I’ve written before about the fact that, while I’m not a Domme, I am sexually dominant, and that my dominance formed, (in part, at least), in response to several traumatic things in my history. That’s where triggers (warning!) come in.
When I was very young, I was sexually abused. As a result, I learned that my will could be supplanted. I learned that I couldn’t rely on my parents and that love doesn’t keep you safe. I learned that I had to protect myself. And I also learned that I couldn’t. In other words, at four years old, I internalized that I was powerless.
This led to all sorts of borderline abusive situations as I grew up. Eventually, I graduated to a genuinely abusive relationship. My ex was charming and intelligent. He made me feel strong. He loved my anger and my hunger and my insatiable sexuality. He wanted me to own the world. And he wanted to own me. He taught me about power and how to use it, and then he flipped the tables and showed me how powerless I was.

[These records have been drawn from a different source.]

use chrono::{Duration, Utc};
use jsonwebtoken::errors::ErrorKind;
use jsonwebtoken::{decode, encode, Algorithm, DecodingKey, EncodingKey, Header, Validation};
use serde::de::DeserializeOwned;
use serde::Serialize;
use serde_json::Value;
use std::str::FromStr;
use crate::error::TokenError;

pub const DEFAULT_TTL_MINUTES: i64 = 15;

/// Resolve an algorithm name. Only HMAC algorithms are accepted since keys are shared secrets.
pub fn parse_algorithm(name: &str) -> Result<Algorithm, TokenError> {
    let algorithm = Algorithm::from_str(name)
        .map_err(|_| TokenError::UnsupportedAlgorithm(name.to_string()))?;
    ensure_hmac(algorithm)?;
    Ok(algorithm)
}

fn ensure_hmac(algorithm: Algorithm) -> Result<(), TokenError> {
    match algorithm {
        Algorithm::HS256 | Algorithm::HS384 | Algorithm::HS512 => Ok(()),
        other => Err(TokenError::UnsupportedAlgorithm(format!("{:?}", other))),
    }
}

/// Sign `claims` with an `exp` set `ttl` from now. A caller-supplied `exp` is replaced.
pub fn issue<C: Serialize>(
    claims: &C,
    secret: &str,
    ttl: Duration,
    algorithm: Algorithm,
) -> Result<String, TokenError> {
    ensure_hmac(algorithm)?;

    let mut payload = match serde_json::to_value(claims).map_err(|e| TokenError::Encode(e.to_string()))? {
        Value::Object(map) => map,
        _ => return Err(TokenError::Encode("claims must serialize to a JSON object".to_string())),
    };
    let exp = (Utc::now() + ttl).timestamp();
    payload.insert("exp".to_string(), Value::from(exp));

    encode(
        &Header::new(algorithm),
        &payload,
        &EncodingKey::from_secret(secret.as_bytes()),
    )
    .map_err(|e| TokenError::Encode(e.to_string()))
}

/// [`issue`] with a 15 minute lifetime and HS256.
pub fn issue_default<C: Serialize>(claims: &C, secret: &str) -> Result<String, TokenError> {
    issue(claims, secret, Duration::minutes(DEFAULT_TTL_MINUTES), Algorithm::HS256)
}

/// Verify signature and expiry, then decode the claims. No clock leeway is granted.
pub fn verify<C: DeserializeOwned>(
    token: &str,
    secret: &str,
    algorithm: Algorithm,
) -> Result<C, TokenError> {
    ensure_hmac(algorithm)?;

    let mut validation = Validation::new(algorithm);
    validation.leeway = 0;
    // Claim sets are caller-defined; audience checks belong to the caller.
    validation.validate_aud = false;

    let data = decode::<C>(token, &DecodingKey::from_secret(secret.as_bytes()), &validation)
        .map_err(|e| match e.kind() {
            ErrorKind::ExpiredSignature => TokenError::Expired,
            _ => TokenError::Invalid,
        })?;
    Ok(data.claims)
}

#[cfg(test)]
mod tests {
    use super::*;
    use serde::Deserialize;
    use serde_json::{json, Map};

    const TEST_SECRET: &str = "test-secret-for-unit-tests-only";

    #[derive(Debug, Serialize, Deserialize)]
    struct UserClaims {
        sub: String,
        role: String,
        #[serde(default)]
        exp: i64,
    }

    #[test]
    fn test_issue_and_verify_round_trip() {
        let claims = json!({ "sub": "testuser" });
        let token = issue(&claims, TEST_SECRET, Duration::minutes(30), Algorithm::HS256)
            .expect("Should issue token");
        assert!(!token.is_empty());

        let decoded: Map<String, Value> = verify(&token, TEST_SECRET, Algorithm::HS256)
            .expect("Should verify valid token");
        assert_eq!(decoded["sub"], "testuser");
        assert!(decoded.contains_key("exp"));
        assert_eq!(decoded.len(), 2, "Only the caller's claims plus exp are expected");
    }

    #[test]
    fn test_typed_claims_round_trip() {
        let claims = UserClaims { sub: "u1".into(), role: "operator".into(), exp: 0 };
        let before = Utc::now().timestamp();
        let token = issue(&claims, TEST_SECRET, Duration::hours(2), Algorithm::HS384)
            .expect("Should issue token");
        let decoded: UserClaims = verify(&token, TEST_SECRET, Algorithm::HS384).expect("Should verify");
        assert_eq!(decoded.role, "operator");
        assert!(decoded.exp >= before + 2 * 3600);
        assert!(decoded.exp <= Utc::now().timestamp() + 2 * 3600);
    }

    #[test]
    fn test_expired_token_fails() {
        let claims = json!({ "sub": "testuser" });
        let token = issue(&claims, TEST_SECRET, Duration::minutes(-1), Algorithm::HS256)
            .expect("Should issue token");
        let result: Result<Value, _> = verify(&token, TEST_SECRET, Algorithm::HS256);
        assert!(matches!(result, Err(TokenError::Expired)));
    }

    #[test]
    fn test_verify_wrong_secret_fails() {
        let token = issue_default(&json!({ "sub": "testuser" }), TEST_SECRET).expect("Should issue");
        let result: Result<Value, _> = verify(&token, "wrongsecret", Algorithm::HS256);
        assert!(matches!(result, Err(TokenError::Invalid)));
    }

    #[test]
    fn test_verify_algorithm_mismatch_fails() {
        let token = issue_default(&json!({ "sub": "testuser" }), TEST_SECRET).expect("Should issue");
        let result: Result<Value, _> = verify(&token, TEST_SECRET, Algorithm::HS512);
        assert!(matches!(result, Err(TokenError::Invalid)));
    }

    #[test]
    fn test_verify_malformed_token_fails() {
        let result: Result<Value, _> = verify("not.a.valid.jwt", TEST_SECRET, Algorithm::HS256);
        assert!(matches!(result, Err(TokenError::Invalid)));
        let result: Result<Value, _> = verify("", TEST_SECRET, Algorithm::HS256);
        assert!(matches!(result, Err(TokenError::Invalid)));
    }

    #[test]
    fn test_non_object_claims_rejected() {
        let result = issue_default(&"just-a-string", TEST_SECRET);
        assert!(matches!(result, Err(TokenError::Encode(_))));
    }

    #[test]
    fn test_parse_algorithm() {
        assert_eq!(parse_algorithm("HS512").expect("HS512 is HMAC"), Algorithm::HS512);
        assert!(matches!(parse_algorithm("RS256"), Err(TokenError::UnsupportedAlgorithm(_))));
        assert!(matches!(parse_algorithm("nope"), Err(TokenError::UnsupportedAlgorithm(_))));
    }
}
use anyhow::Result;
use tracing_subscriber::EnvFilter;
use crate::config::LogConfig;

/// Install the global fmt subscriber. `RUST_LOG` takes precedence over the configured
/// level. A second call keeps the subscriber that is already installed.
pub fn setup_logging(cfg: &LogConfig) -> Result<()> {
    let filter = EnvFilter::try_from_default_env().or_else(|_| EnvFilter::try_new(&cfg.level))?;

    let installed = if cfg.json {
        tracing_subscriber::fmt()
            .with_env_filter(filter)
            .json()
            .with_current_span(true)
            .with_span_list(false)
            .try_init()
    } else {
        tracing_subscriber::fmt()
            .with_env_filter(filter)
            .with_target(true)
            .try_init()
    };

    if installed.is_err() {
        tracing::debug!("Global subscriber already installed");
    }
    Ok(())
}

/// Root span carrying the service name; instrument the service's main future with it.
pub fn service_span(name: &str) -> tracing::Span {
    tracing::info_span!("service", name = %name)
}

#[cfg(test)]
mod tests {
    use super::*;

    #[test]
    fn test_setup_logging_is_idempotent() {
        let cfg = LogConfig { level: "debug".to_string(), json: true };
        assert!(setup_logging(&cfg).is_ok());
        let cfg = LogConfig { level: "info".to_string(), json: false };
        assert!(setup_logging(&cfg).is_ok(), "Second install should be a no-op");
    }
}
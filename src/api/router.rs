use axum::{routing::get, Router};
use std::sync::Arc;
use super::AppState;
use super::handlers;

pub fn routes() -> Router<Arc<AppState>> {
    Router::new()
        // Liveness probe (public)
        .route("/health", get(handlers::health::health_check))
}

That’s my trigger. Powerlessness. Helplessness. That’s where the shame comes from—the uneasy knowledge of what I allowed to happen after a lifetime of trying (and failing) to protect myself. And no, I’m not blaming the victim (although the word doesn’t sit easily with me). What I am doing is acknowledging that I made choices. I chose to stay for longer than I should have, and that decision installed a trigger that was pulled because I read something beautiful, written by someone brilliant, that was too much like something my ex had done to me.
My trigger unmoors me from the strong foundation I’ve built. It reminds me that I can be leveled by things that are out of my control. It makes me feel like I can’t protect myself. It makes me feel like I have to, and it’s that last part that’s especially hard. It’s my vigilance that saddens me most. I feel most like the self I might have been in those rare moments when the vigilance drops…when I am soft and relaxed. Those are the sweetest moments. And to that end, my trigger is also a gift.
What made this episode different, and especially disturbing, is that it didn’t stop. I remained unsettled for weeks, so much so that I finally went to a therapist for what has always been diagnosed as depression. This time, I came away with an additional diagnosis. PTSD. And now, thanks to the awful discomfort of being triggered, I’m doing the work that I wish I’d done years ago.
The only way I know to recover is to get stronger. That used to mean making myself invulnerable. Now, it means the opposite. It means bending. I need to learn to accept the abuses and my vulnerability, and I need to learn to trust my strength. I can’t tell you how sweet it would be to feel that acceptance and trust. To drop the resistance and shame. Vulnerability can be such a beautiful thing. One day, I would like to experience it as such.